What the task requires: Search term "indices": copy each line of the data containing it.

Supplied data:
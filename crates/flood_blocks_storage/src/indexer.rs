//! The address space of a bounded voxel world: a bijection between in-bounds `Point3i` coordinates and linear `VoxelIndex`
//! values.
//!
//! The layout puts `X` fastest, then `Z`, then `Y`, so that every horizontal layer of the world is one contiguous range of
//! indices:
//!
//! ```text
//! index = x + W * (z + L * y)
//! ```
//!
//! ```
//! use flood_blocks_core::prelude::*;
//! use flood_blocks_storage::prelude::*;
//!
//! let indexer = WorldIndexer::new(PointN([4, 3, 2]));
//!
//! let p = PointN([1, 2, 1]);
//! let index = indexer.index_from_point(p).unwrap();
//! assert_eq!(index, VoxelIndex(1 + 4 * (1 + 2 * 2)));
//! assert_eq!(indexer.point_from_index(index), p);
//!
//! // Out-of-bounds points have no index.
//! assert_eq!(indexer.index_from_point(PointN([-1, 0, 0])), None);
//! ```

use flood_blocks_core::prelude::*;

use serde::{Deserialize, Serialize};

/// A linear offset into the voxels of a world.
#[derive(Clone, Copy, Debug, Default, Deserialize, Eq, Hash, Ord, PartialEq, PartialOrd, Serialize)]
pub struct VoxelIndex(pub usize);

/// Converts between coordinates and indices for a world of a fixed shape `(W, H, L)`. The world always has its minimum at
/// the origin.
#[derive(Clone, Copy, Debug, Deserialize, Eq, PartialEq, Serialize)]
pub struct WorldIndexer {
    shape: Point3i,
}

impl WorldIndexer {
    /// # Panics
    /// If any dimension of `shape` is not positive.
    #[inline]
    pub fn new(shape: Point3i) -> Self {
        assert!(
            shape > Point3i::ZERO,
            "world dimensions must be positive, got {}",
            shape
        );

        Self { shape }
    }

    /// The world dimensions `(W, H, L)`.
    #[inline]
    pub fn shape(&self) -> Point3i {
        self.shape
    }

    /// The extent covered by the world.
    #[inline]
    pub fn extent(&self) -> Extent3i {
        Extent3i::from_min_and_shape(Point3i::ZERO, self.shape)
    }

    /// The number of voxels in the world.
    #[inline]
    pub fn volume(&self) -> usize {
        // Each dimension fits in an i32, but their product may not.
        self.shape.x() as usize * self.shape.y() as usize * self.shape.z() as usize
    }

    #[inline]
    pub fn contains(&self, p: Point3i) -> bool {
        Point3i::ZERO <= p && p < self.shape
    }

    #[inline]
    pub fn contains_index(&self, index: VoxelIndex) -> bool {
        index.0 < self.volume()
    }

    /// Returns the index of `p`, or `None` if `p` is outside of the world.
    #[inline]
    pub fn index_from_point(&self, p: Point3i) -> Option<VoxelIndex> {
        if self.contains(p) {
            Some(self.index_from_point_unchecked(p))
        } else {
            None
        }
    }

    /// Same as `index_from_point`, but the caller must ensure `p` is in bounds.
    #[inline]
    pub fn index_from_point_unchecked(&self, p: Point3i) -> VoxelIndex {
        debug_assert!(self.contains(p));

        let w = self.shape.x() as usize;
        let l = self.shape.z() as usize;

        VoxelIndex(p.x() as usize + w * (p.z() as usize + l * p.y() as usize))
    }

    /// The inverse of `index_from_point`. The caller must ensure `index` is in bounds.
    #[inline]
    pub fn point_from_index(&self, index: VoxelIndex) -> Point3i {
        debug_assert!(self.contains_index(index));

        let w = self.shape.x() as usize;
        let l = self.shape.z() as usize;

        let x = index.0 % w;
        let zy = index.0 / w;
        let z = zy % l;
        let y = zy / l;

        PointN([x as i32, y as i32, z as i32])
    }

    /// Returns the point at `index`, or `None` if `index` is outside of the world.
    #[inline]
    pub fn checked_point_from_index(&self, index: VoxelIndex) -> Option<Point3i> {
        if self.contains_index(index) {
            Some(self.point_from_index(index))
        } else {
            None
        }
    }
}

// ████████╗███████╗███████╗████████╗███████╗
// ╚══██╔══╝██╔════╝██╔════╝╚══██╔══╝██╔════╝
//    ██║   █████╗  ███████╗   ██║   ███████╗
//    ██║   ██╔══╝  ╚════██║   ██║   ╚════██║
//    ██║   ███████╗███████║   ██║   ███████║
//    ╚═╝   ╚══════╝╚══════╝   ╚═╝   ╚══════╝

Written solution:
//! indices:
/// Converts between coordinates and indices for a world of a fixed shape `(W, H, L)`. The world always has its minimum at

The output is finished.